3.2f Bandfilters
De voorgaande kringen gebruiken wij meestal als bandfilters.
In hoofdstuk 3.25 van de N-cursus hebben wij deze filters al behandeld.
In deze cursus gaan we er verder op in.
Als de basis je ontschoten is, lees dan eerste het hoofdstuk in de Novice cursus nog even door.

De eerder behandelde kringen hadden slechts één LC kring.
Vaak zijn filters met slechts één kring niet steil genoeg.
We kunnen meerdere kringen koppelen om een grotere steilheid (kleinere bandbreedte) te krijgen.
Hier boven zie wij en voorbeeld van een banddoorlaatfilter met een seriekring en een parallelkring.
De seriekring met C1 en L1 laten een bepaald frequentiegebied door.

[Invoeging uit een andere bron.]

//! Durable key-value storage
//!
//! The theme selection survives reloads by living in a [`ThemeStore`] under
//! [`THEME_STORAGE_KEY`]. Values are plain strings, last write wins.

use std::collections::BTreeMap;
use std::fs;
use std::path::{Path, PathBuf};
use std::sync::{Arc, RwLock};

use rustc_hash::FxHashMap;
use tempfile::NamedTempFile;
use tracing::{debug, warn};

use crate::channel::{BroadcastChannel, ThemeChannel, ThemeSignal};
use crate::error::{Result, ThemeError};

/// Storage key holding the active theme key
pub const THEME_STORAGE_KEY: &str = "loomic-theme";

/// Storage key used by the auth client for its token. Never touched here;
/// listed so callers can keep the two apart.
pub const AUTH_TOKEN_STORAGE_KEY: &str = "loomic_auth_token";

/// Durable string key-value store
pub trait ThemeStore {
    fn get_item(&self, key: &str) -> Result<Option<String>>;
    fn set_item(&self, key: &str, value: &str) -> Result<()>;
    fn remove_item(&self, key: &str) -> Result<()>;
}

impl<T: ThemeStore + ?Sized> ThemeStore for &T {
    fn get_item(&self, key: &str) -> Result<Option<String>> {
        (**self).get_item(key)
    }

    fn set_item(&self, key: &str, value: &str) -> Result<()> {
        (**self).set_item(key, value)
    }

    fn remove_item(&self, key: &str) -> Result<()> {
        (**self).remove_item(key)
    }
}

impl<T: ThemeStore + ?Sized> ThemeStore for Arc<T> {
    fn get_item(&self, key: &str) -> Result<Option<String>> {
        (**self).get_item(key)
    }

    fn set_item(&self, key: &str, value: &str) -> Result<()> {
        (**self).set_item(key, value)
    }

    fn remove_item(&self, key: &str) -> Result<()> {
        (**self).remove_item(key)
    }
}

/// Read a stored value, treating storage failure as "nothing stored"
pub fn read_or_none<S: ThemeStore + ?Sized>(store: &S, key: &str) -> Option<String> {
    match store.get_item(key) {
        Ok(value) => value.filter(|v| !v.trim().is_empty()),
        Err(err) => {
            warn!("failed to read {:?} from storage: {}", key, err);
            None
        }
    }
}

/// Shared in-memory store.
///
/// Clones share the same map, so handing a clone to each context models a
/// single browser origin's storage. With [`MemoryStore::with_notifier`]
/// every write that changes a value also publishes a
/// [`ThemeSignal::StorageChanged`]; rewriting the same value is silent.
#[derive(Clone, Debug, Default)]
pub struct MemoryStore {
    items: Arc<RwLock<FxHashMap<String, String>>>,
    notifier: Option<BroadcastChannel>,
}

impl MemoryStore {
    pub fn new() -> Self {
        Self::default()
    }

    /// Publish a storage-change signal on `channel` after every write
    pub fn with_notifier(channel: BroadcastChannel) -> Self {
        Self {
            items: Arc::default(),
            notifier: Some(channel),
        }
    }

    fn notify(&self, key: &str, new_value: Option<&str>) {
        if let Some(channel) = &self.notifier {
            channel.publish(ThemeSignal::StorageChanged {
                key: key.to_string(),
                new_value: new_value.map(str::to_string),
            });
        }
    }

    fn poisoned() -> ThemeError {
        ThemeError::Storage("memory store lock poisoned".to_string())
    }
}

impl ThemeStore for MemoryStore {
    fn get_item(&self, key: &str) -> Result<Option<String>> {
        let items = self.items.read().map_err(|_| Self::poisoned())?;
        Ok(items.get(key).cloned())
    }

    fn set_item(&self, key: &str, value: &str) -> Result<()> {
        let previous = self
            .items
            .write()
            .map_err(|_| Self::poisoned())?
            .insert(key.to_string(), value.to_string());
        if previous.as_deref() != Some(value) {
            self.notify(key, Some(value));
        }
        Ok(())
    }

    fn remove_item(&self, key: &str) -> Result<()> {
        let removed = self
            .items
            .write()
            .map_err(|_| Self::poisoned())?
            .remove(key);
        if removed.is_some() {
            self.notify(key, None);
        }
        Ok(())
    }
}

/// Store persisted as a JSON object in a single file.
///
/// A missing file reads as empty. Each write goes through its own uniquely
/// named sibling temp file and a rename, so readers never observe a
/// half-written document and concurrent writers never share a temp path.
#[derive(Clone, Debug)]
pub struct FileStore {
    path: PathBuf,
}

impl FileStore {
    pub fn new(path: impl Into<PathBuf>) -> Self {
        Self { path: path.into() }
    }

    pub fn path(&self) -> &Path {
        &self.path
    }

    fn load(&self) -> Result<BTreeMap<String, String>> {
        match fs::read_to_string(&self.path) {
            Ok(content) if content.trim().is_empty() => Ok(BTreeMap::new()),
            Ok(content) => Ok(serde_json::from_str(&content)?),
            Err(err) if err.kind() == std::io::ErrorKind::NotFound => Ok(BTreeMap::new()),
            Err(err) => Err(err.into()),
        }
    }

    fn save(&self, items: &BTreeMap<String, String>) -> Result<()> {
        let dir = match self.path.parent() {
            Some(parent) if !parent.as_os_str().is_empty() => parent,
            _ => Path::new("."),
        };
        fs::create_dir_all(dir)?;

        let mut tmp = NamedTempFile::new_in(dir)?;
        serde_json::to_writer_pretty(&mut tmp, items)?;
        tmp.persist(&self.path).map_err(|err| err.error)?;
        debug!("FileStore::save - {}", self.path.display());
        Ok(())
    }
}

impl ThemeStore for FileStore {
    fn get_item(&self, key: &str) -> Result<Option<String>> {
        Ok(self.load()?.remove(key))
    }

    fn set_item(&self, key: &str, value: &str) -> Result<()> {
        let mut items = self.load()?;
        items.insert(key.to_string(), value.to_string());
        self.save(&items)
    }

    fn remove_item(&self, key: &str) -> Result<()> {
        let mut items = self.load()?;
        if items.remove(key).is_some() {
            self.save(&items)?;
        }
        Ok(())
    }
}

De parallelkring bestaande uit C2 en L2 heeft een hoge impedantie op de resonantiefrequentie en zal rond deze frequentie doorlaten. Voor andere frequenties is de impedantie lager waardoor deze frequenties worden afgevoerd naar massa en niet de uitgang kunnen bereiken.
Om een nog grotere steilheid en kleinere bandbreedte te krijgen kunnen we dit filter met nog enkele serie- en parallelkringen toevoegen, maar dit kan niet onbeperkt.

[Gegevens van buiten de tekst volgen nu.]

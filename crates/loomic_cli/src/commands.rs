//! Command implementations
//!
//! Every command writes to the given output so it can run against a buffer
//! in tests; `main` passes stdout.

use anyhow::{Context, Result};
use loomic_theme::storage::read_or_none;
use loomic_theme::{
    preview_url, ApplyVariant, BroadcastChannel, ColorScheme, ContextOptions, FileStore,
    Follower, LightnessPolicy, ModePreference, Owner, PreviewParams, ThemeChannel, ThemeContext,
    ThemeRegistry, ThemeSignal, ThemeSubscription,
};
use notify::{Event, RecursiveMode, Watcher};
use std::ffi::OsStr;
use std::fs;
use std::io::Write;
use std::path::Path;
use std::sync::{mpsc, Arc};
use tracing::{debug, info, warn};

use crate::cli::OutputFormat;
use crate::config::LoomicConfig;

/// Selector used when rendering a scope as CSS
const ROOT_SELECTOR: &str = ":root";

/// Scheme assumed for `--mode system`; a terminal has no OS preference to query
const SYSTEM_SCHEME: ColorScheme = ColorScheme::Dark;

/// Resolve a mode preference to a concrete scheme
pub fn resolve_mode(mode: ModePreference) -> ColorScheme {
    mode.resolve(SYSTEM_SCHEME)
}

/// Loaded configuration plus the registry built from it
pub struct App {
    config: LoomicConfig,
    registry: Arc<ThemeRegistry>,
}

impl App {
    pub fn new(config: LoomicConfig) -> Result<Self> {
        let registry = Arc::new(config.registry()?);
        debug!(
            "registry ready: {} themes, default {:?}",
            registry.len(),
            registry.default_key()
        );
        Ok(Self { config, registry })
    }

    pub fn config(&self) -> &LoomicConfig {
        &self.config
    }

    /// `loomic themes`
    pub fn themes(&self, out: &mut impl Write) -> Result<()> {
        let width = self.registry.keys().map(str::len).max().unwrap_or(0);
        for theme in self.registry.themes() {
            let marker = if theme.key == self.registry.default_key() {
                '*'
            } else {
                ' '
            };
            writeln!(
                out,
                "{marker} {:<width$}  {:<14}  {}",
                theme.key, theme.name, theme.description
            )?;
        }
        Ok(())
    }

    /// `loomic tokens`
    pub fn tokens(
        &self,
        out: &mut impl Write,
        theme: Option<&str>,
        scheme: ColorScheme,
        variant: ApplyVariant,
        format: OutputFormat,
        legacy: bool,
    ) -> Result<()> {
        if let Some(key) = theme {
            if !self.registry.contains(key) {
                let known: Vec<&str> = self.registry.keys().collect();
                anyhow::bail!("Unknown theme {:?} (available: {})", key, known.join(", "));
            }
        }

        let mut options = self.config.context_options();
        options.variant = variant;
        if legacy {
            options.policy = LightnessPolicy::Legacy;
        }

        let mut context = ThemeContext::new(Arc::clone(&self.registry), scheme, options);
        context.activate(theme);

        match format {
            OutputFormat::Css => write!(out, "{}", context.scope().to_css(ROOT_SELECTOR))?,
            OutputFormat::Json => {
                serde_json::to_writer_pretty(&mut *out, context.scope())
                    .context("Failed to serialize tokens")?;
                writeln!(out)?;
            }
        }
        Ok(())
    }

    /// `loomic select`: persist, broadcast, print the payload and CSS
    pub fn select(&self, out: &mut impl Write, theme: &str, scheme: ColorScheme) -> Result<()> {
        if !self.registry.contains(theme) {
            warn!(
                "unknown theme {:?}, falling back to {:?}",
                theme,
                self.registry.default_key()
            );
        }

        let channel = BroadcastChannel::new();
        let mut wire = channel.subscribe();
        let mut owner = Owner::with_options(
            Arc::clone(&self.registry),
            self.store()?,
            channel,
            scheme,
            self.config.context_options(),
        );
        let applied = owner.select(theme).to_string();
        info!("selected {}", applied);

        let persisted = read_or_none(owner.store(), &self.config.theme.storage_key);
        if persisted.as_deref() != Some(applied.as_str()) {
            anyhow::bail!(
                "Failed to persist theme {:?} to {}",
                applied,
                self.config.storage.path.display()
            );
        }

        while let Some(signal) = wire.try_recv() {
            if let ThemeSignal::Changed(payload) = signal {
                writeln!(out, "{}", serde_json::to_string(&payload)?)?;
            }
        }
        write!(out, "{}", owner.scope().to_css(ROOT_SELECTOR))?;
        Ok(())
    }

    /// `loomic current`: follower startup against the persisted selection
    pub fn current(&self, out: &mut impl Write, scheme: ColorScheme) -> Result<()> {
        let channel = BroadcastChannel::new();
        let mut follower = self.follower(&channel, scheme)?;
        let key = follower.start().to_string();
        writeln!(out, "{key}")?;
        write!(out, "{}", follower.scope().to_css(ROOT_SELECTOR))?;
        Ok(())
    }

    /// `loomic watch`: re-derive whenever the storage file changes.
    ///
    /// Runs until the watcher shuts down.
    pub fn watch(&self, out: &mut impl Write, scheme: ColorScheme) -> Result<()> {
        let path = self.config.storage.path.as_path();
        let storage_key = self.config.theme.storage_key.clone();
        let channel = BroadcastChannel::new();
        let mut follower = self.follower(&channel, scheme)?;

        let mut last = Some(follower.start().to_string());
        if let Some(key) = &last {
            writeln!(out, "{key}")?;
        }
        write!(out, "{}", follower.scope().to_css(ROOT_SELECTOR))?;
        out.flush()?;

        let dir = watch_dir(path);
        fs::create_dir_all(dir)
            .with_context(|| format!("Failed to create {}", dir.display()))?;
        let file_name = path
            .file_name()
            .with_context(|| format!("Invalid storage path {}", path.display()))?
            .to_os_string();

        let (tx, rx) = mpsc::channel();
        let mut watcher = notify::recommended_watcher(move |res: notify::Result<Event>| match res {
            Ok(event) => {
                let _ = tx.send(event);
            }
            Err(err) => warn!("watch error: {}", err),
        })
        .context("Failed to create file watcher")?;
        watcher
            .watch(dir, RecursiveMode::NonRecursive)
            .with_context(|| format!("Failed to watch {}", dir.display()))?;
        info!("watching {}", path.display());

        let store = self.store()?;
        for event in rx {
            if !touches(&event, &file_name) {
                continue;
            }
            let value = read_or_none(&store, &storage_key);
            if value.is_none() || value == last {
                continue;
            }
            debug!("storage changed: {:?}", value);

            channel.publish(ThemeSignal::StorageChanged {
                key: storage_key.clone(),
                new_value: value.clone(),
            });
            if follower.pump() > 0 {
                last = value;
                writeln!(out, "{}", follower.active_key().unwrap_or_default())?;
                write!(out, "{}", follower.scope().to_css(ROOT_SELECTOR))?;
                out.flush()?;
            }
        }
        Ok(())
    }

    /// `loomic preview-url`
    pub fn preview_url(
        &self,
        component: Option<&str>,
        theme: Option<&str>,
        scheme: ColorScheme,
    ) -> String {
        let component = component.unwrap_or(self.config.preview.component.as_str());
        let theme = theme.unwrap_or(self.registry.default_key());
        preview_url(
            &self.config.preview.base_url,
            component,
            &PreviewParams::new(theme, scheme),
        )
    }

    fn store(&self) -> Result<FileStore> {
        let path = &self.config.storage.path;
        if let Some(parent) = path.parent().filter(|p| !p.as_os_str().is_empty()) {
            fs::create_dir_all(parent)
                .with_context(|| format!("Failed to create {}", parent.display()))?;
        }
        Ok(FileStore::new(path))
    }

    fn follower(
        &self,
        channel: &BroadcastChannel,
        scheme: ColorScheme,
    ) -> Result<Follower<FileStore, BroadcastChannel>> {
        let options: ContextOptions = self.config.context_options();
        Ok(Follower::with_options(
            Arc::clone(&self.registry),
            self.store()?,
            channel,
            scheme,
            options,
        ))
    }
}

fn watch_dir(path: &Path) -> &Path {
    match path.parent() {
        Some(parent) if !parent.as_os_str().is_empty() => parent,
        _ => Path::new("."),
    }
}

/// Whether a watcher event creates or modifies the file named `file_name`
fn touches(event: &Event, file_name: &OsStr) -> bool {
    (event.kind.is_create() || event.kind.is_modify())
        && event
            .paths
            .iter()
            .any(|p| p.file_name() == Some(file_name))
}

De verliezen worden te groot en de steilheid zal steeds minder toenemen.
We kunnen dan beter 2 kringen inductief koppelen zoals wij hier boven zien.

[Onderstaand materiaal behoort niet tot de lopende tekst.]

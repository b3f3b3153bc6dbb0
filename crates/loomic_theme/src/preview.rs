//! Embedded preview surface
//!
//! Components are previewed in a sandboxed child context loaded from
//! `/preview/<component>?theme=<key>&mode=<light|dark>`. The child applies
//! brand tokens only and keeps its own base colors: in light mode it pins a
//! warm off-white background, in dark mode it defers to the scheme rules.

use tracing::debug;

use crate::registry::DEFAULT_THEME_KEY;
use crate::scope::StyleScope;
use crate::theme::ColorScheme;
use crate::tokens::{ColorToken, Hsl};

/// Background pinned by the preview in light mode
pub const PREVIEW_LIGHT_BACKGROUND: Hsl = Hsl::new(40.0, 15.0, 96.0);
/// Foreground pinned by the preview in light mode
pub const PREVIEW_LIGHT_FOREGROUND: Hsl = Hsl::new(240.0, 10.0, 10.0);

/// Theme and scheme a preview context was loaded with
#[derive(Clone, Debug, PartialEq, Eq)]
pub struct PreviewParams {
    pub theme: String,
    pub scheme: ColorScheme,
}

impl Default for PreviewParams {
    fn default() -> Self {
        Self {
            theme: DEFAULT_THEME_KEY.to_string(),
            scheme: ColorScheme::Dark,
        }
    }
}

impl PreviewParams {
    pub fn new(theme: impl Into<String>, scheme: ColorScheme) -> Self {
        Self {
            theme: theme.into(),
            scheme,
        }
    }

    /// Parse a query string (with or without the leading `?`).
    ///
    /// Missing or empty `theme` means the default theme; missing or empty
    /// `mode` means dark, and any other `mode` besides `dark` means light.
    pub fn from_query(query: &str) -> Self {
        let mut params = Self::default();
        let query = query.strip_prefix('?').unwrap_or(query);

        for pair in query.split('&').filter(|p| !p.is_empty()) {
            let (name, value) = pair.split_once('=').unwrap_or((pair, ""));
            let value = decode(value);
            match name {
                "theme" if !value.is_empty() => params.theme = value,
                "mode" if !value.is_empty() => {
                    params.scheme = if value == "dark" {
                        ColorScheme::Dark
                    } else {
                        ColorScheme::Light
                    }
                }
                _ => {}
            }
        }

        debug!("PreviewParams::from_query - {:?}", params);
        params
    }

    /// Query string without the leading `?`
    pub fn to_query(&self) -> String {
        format!(
            "theme={}&mode={}",
            urlencoding::encode(&self.theme),
            self.scheme.as_str()
        )
    }
}

/// Build the preview URL for `component` under `base`.
///
/// `base` may be empty (root-relative URL) or carry a trailing slash.
pub fn preview_url(base: &str, component: &str, params: &PreviewParams) -> String {
    format!(
        "{}/preview/{}?{}",
        base.trim_end_matches('/'),
        urlencoding::encode(component),
        params.to_query()
    )
}

/// Split a preview URL back into component and parameters
pub fn parse_preview_url(url: &str) -> Option<(String, PreviewParams)> {
    let (path, query) = url.split_once('?').unwrap_or((url, ""));
    let (_, component) = path.rsplit_once("/preview/")?;
    let component = decode(component.trim_end_matches('/'));
    if component.is_empty() || component.contains('/') {
        return None;
    }
    Some((component, PreviewParams::from_query(query)))
}

/// Apply the preview context's scheme class and base colors to `scope`
pub fn apply_preview_base(scope: &mut StyleScope, scheme: ColorScheme) {
    scope.set_scheme_class(scheme);
    match scheme {
        ColorScheme::Light => {
            scope.set_token(ColorToken::Background, PREVIEW_LIGHT_BACKGROUND);
            scope.set_token(ColorToken::Foreground, PREVIEW_LIGHT_FOREGROUND);
        }
        ColorScheme::Dark => {
            for token in [ColorToken::Background, ColorToken::Foreground] {
                let name = scope.property_name(token);
                scope.remove_property(&name);
            }
        }
    }
}

fn decode(value: &str) -> String {
    let value = value.replace('+', " ");
    urlencoding::decode(&value)
        .map(|v| v.into_owned())
        .unwrap_or(value)
}

#[cfg(test)]
mod tests {
    use super::*;
    use pretty_assertions::assert_eq;

    #[test]
    fn query_defaults() {
        assert_eq!(PreviewParams::from_query(""), PreviewParams::default());
        assert_eq!(
            PreviewParams::from_query("?theme="),
            PreviewParams::new("default", ColorScheme::Dark)
        );
    }

    #[test]
    fn non_dark_mode_means_light() {
        for mode in ["light", "system", "DARK"] {
            let params = PreviewParams::from_query(&format!("theme=ocean&mode={mode}"));
            assert_eq!(params.scheme, ColorScheme::Light, "mode={mode:?}");
            assert_eq!(params.theme, "ocean");
        }
        for query in ["mode=dark", "theme=ocean&mode=", "theme=ocean&mode"] {
            assert_eq!(
                PreviewParams::from_query(query).scheme,
                ColorScheme::Dark,
                "query={query:?}"
            );
        }
    }

    #[test]
    fn builds_and_parses_urls() {
        let params = PreviewParams::new("sunset", ColorScheme::Light);
        let url = preview_url("https://loomic.dev/", "glass-morphism", &params);
        assert_eq!(
            url,
            "https://loomic.dev/preview/glass-morphism?theme=sunset&mode=light"
        );
        assert_eq!(
            parse_preview_url(&url),
            Some(("glass-morphism".to_string(), params))
        );
        assert_eq!(
            preview_url("", "mega-menu", &PreviewParams::default()),
            "/preview/mega-menu?theme=default&mode=dark"
        );
    }

    #[test]
    fn encodes_unusual_keys() {
        let params = PreviewParams::new("my theme&co", ColorScheme::Dark);
        assert_eq!(params.to_query(), "theme=my%20theme%26co&mode=dark");
        assert_eq!(PreviewParams::from_query(&params.to_query()), params);
    }

    #[test]
    fn rejects_non_preview_urls() {
        assert_eq!(parse_preview_url("/components?theme=ocean"), None);
        assert_eq!(parse_preview_url("/preview/?theme=ocean"), None);
    }

    #[test]
    fn preview_base_pins_light_and_clears_dark() {
        let mut scope = StyleScope::new();
        apply_preview_base(&mut scope, ColorScheme::Light);
        assert_eq!(scope.property("--clr-background"), Some("40 15% 96%"));
        assert_eq!(scope.property("--clr-foreground"), Some("240 10% 10%"));
        assert_eq!(scope.scheme_class(), Some(ColorScheme::Light));

        apply_preview_base(&mut scope, ColorScheme::Dark);
        assert_eq!(scope.property("--clr-background"), None);
        assert_eq!(scope.property("--clr-foreground"), None);
        assert_eq!(scope.scheme_class(), Some(ColorScheme::Dark));
    }
}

Het zijn 2 parallelfilters op dezelfde resonantiefrequentie.
Het magnetische veld van de spoel links induceert in de rechter spoel een stroom die in de kring rechts een stroom opwekt in de rechter spoel en een spanning over de rechter condensator.
Hoe het verloop van de werking is, hangt er van af hoe sterk de spoelen gekoppeld zijn.
Als de koppeling te laag is krijg je een werking die ongeveer gelijk is aan een enkelvoudig bandfilter.
Dit te licht inductief koppelen noemen wij onderkritisch gekoppeld.
Als de koppeling te groot wordt zal de bandbreedte ook weer toenemen, dit noemen wij bovenkritisch gekoppeld.
Als de koppeling precies goed is gekoppeld zal de overdracht maximaal zijn op de gewenste frequentie en spreken wij van een kritische koppeling.
Hiernaast zie je het verloop getekend van de spanning ten opzichte van de frequentie bij onderkritisch (OK), kritisch (K) en bovenkritisch (BK) koppelen.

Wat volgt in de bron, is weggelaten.